## WHAT IS EXPECTED
Below are some records. Return exactly the lines from the one with "-> Result<ProviderResult, ProviderError>" to the one with "---- quick shipments", and nothing else.

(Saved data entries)
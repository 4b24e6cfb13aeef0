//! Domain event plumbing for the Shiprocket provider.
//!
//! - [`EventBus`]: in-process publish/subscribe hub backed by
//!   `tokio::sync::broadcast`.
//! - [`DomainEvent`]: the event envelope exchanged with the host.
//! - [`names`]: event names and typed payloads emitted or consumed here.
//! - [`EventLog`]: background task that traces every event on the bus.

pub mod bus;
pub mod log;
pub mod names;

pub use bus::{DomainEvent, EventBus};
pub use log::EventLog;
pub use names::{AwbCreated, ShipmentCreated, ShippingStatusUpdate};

...

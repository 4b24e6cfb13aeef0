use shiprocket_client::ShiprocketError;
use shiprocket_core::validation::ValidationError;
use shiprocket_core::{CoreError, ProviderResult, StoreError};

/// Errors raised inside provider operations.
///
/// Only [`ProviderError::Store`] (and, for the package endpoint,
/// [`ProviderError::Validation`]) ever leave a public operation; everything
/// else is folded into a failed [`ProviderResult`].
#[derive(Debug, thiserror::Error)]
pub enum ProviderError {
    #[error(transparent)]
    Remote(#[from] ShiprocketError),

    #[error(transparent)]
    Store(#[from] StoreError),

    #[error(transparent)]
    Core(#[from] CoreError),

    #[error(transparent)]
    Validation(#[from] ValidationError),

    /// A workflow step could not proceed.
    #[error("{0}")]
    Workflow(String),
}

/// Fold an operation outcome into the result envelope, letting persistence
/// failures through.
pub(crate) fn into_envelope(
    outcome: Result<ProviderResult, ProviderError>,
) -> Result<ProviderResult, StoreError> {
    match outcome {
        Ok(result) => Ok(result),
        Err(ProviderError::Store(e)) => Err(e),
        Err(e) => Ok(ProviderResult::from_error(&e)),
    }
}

---

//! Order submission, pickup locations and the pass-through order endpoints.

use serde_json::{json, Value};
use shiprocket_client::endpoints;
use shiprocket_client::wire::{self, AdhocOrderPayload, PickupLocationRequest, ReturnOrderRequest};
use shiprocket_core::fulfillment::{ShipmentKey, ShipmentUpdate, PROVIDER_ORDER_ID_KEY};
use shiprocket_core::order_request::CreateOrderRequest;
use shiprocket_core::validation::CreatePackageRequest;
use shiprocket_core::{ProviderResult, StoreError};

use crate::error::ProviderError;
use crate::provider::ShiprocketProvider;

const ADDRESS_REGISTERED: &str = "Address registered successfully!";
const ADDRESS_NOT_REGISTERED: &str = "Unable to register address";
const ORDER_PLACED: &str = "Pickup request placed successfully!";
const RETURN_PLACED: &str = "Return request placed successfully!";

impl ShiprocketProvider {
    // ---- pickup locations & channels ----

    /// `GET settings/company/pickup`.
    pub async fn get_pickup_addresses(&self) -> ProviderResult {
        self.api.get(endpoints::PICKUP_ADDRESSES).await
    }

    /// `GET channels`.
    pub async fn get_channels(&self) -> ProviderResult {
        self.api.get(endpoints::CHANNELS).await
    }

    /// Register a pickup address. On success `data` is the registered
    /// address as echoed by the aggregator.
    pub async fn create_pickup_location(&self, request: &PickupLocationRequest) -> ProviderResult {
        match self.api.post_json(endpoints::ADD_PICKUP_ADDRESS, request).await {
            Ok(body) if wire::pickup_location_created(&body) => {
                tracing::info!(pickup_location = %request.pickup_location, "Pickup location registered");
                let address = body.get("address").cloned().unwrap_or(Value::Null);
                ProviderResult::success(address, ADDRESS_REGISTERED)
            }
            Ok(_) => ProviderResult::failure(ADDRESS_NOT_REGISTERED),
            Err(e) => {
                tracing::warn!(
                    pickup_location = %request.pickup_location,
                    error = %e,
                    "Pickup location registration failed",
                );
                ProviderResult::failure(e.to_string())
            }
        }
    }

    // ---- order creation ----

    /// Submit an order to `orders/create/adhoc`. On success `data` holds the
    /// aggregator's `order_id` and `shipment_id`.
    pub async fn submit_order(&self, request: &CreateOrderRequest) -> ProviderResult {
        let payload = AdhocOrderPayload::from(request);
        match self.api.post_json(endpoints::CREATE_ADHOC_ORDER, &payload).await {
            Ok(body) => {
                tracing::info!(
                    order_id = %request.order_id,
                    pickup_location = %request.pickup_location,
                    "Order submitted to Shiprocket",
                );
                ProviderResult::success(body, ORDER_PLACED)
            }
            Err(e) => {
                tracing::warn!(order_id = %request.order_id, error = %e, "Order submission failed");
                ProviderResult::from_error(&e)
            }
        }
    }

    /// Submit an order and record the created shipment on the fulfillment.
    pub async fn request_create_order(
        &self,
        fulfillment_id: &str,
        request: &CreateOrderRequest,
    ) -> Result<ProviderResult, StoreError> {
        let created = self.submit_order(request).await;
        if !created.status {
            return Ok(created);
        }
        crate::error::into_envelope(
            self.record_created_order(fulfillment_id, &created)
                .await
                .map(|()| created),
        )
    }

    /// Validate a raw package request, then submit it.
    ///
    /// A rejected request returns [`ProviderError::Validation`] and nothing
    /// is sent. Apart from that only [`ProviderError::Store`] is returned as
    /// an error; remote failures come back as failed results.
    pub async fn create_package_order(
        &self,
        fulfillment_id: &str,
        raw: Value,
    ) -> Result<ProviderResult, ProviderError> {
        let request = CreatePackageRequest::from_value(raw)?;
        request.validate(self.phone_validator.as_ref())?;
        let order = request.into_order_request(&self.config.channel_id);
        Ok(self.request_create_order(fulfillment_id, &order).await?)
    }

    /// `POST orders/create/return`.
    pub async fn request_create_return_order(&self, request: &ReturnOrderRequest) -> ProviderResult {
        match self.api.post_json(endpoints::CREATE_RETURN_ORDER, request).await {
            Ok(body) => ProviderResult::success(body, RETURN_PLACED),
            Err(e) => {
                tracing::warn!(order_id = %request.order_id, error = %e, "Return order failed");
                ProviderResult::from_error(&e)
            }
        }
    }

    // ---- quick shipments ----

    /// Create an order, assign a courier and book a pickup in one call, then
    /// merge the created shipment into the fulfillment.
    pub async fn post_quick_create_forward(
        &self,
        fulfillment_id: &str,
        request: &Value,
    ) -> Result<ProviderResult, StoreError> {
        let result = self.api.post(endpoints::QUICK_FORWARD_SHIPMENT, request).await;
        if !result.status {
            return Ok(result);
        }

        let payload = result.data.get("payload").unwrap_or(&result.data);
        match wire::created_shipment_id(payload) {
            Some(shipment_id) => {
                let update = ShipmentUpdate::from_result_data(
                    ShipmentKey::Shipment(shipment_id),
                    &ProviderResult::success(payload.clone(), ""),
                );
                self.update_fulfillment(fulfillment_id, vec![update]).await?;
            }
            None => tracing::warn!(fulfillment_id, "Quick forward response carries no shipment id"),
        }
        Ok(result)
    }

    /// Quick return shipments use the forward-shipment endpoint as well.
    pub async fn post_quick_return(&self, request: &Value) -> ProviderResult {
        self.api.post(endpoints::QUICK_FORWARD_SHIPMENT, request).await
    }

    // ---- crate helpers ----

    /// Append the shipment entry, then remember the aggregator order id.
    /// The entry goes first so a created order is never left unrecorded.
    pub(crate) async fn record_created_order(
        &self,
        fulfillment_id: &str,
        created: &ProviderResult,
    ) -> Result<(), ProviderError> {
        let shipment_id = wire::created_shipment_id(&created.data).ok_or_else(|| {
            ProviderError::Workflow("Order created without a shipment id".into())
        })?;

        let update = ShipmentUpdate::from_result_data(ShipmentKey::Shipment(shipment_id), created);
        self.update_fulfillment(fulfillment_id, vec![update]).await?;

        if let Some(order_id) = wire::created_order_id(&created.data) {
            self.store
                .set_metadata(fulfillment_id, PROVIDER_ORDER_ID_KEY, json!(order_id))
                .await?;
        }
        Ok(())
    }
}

## FINAL ANSWER
    ) -> Result<ProviderResult, ProviderError> {
        let request = CreatePackageRequest::from_value(raw)?;
        request.validate(self.phone_validator.as_ref())?;
        let order = request.into_order_request(&self.config.channel_id);
        Ok(self.request_create_order(fulfillment_id, &order).await?)
    }

    /// `POST orders/create/return`.
    pub async fn request_create_return_order(&self, request: &ReturnOrderRequest) -> ProviderResult {
        match self.api.post_json(endpoints::CREATE_RETURN_ORDER, request).await {
            Ok(body) => ProviderResult::success(body, RETURN_PLACED),
            Err(e) => {
                tracing::warn!(order_id = %request.order_id, error = %e, "Return order failed");
                ProviderResult::from_error(&e)
            }
        }
    }

    // ---- quick shipments ----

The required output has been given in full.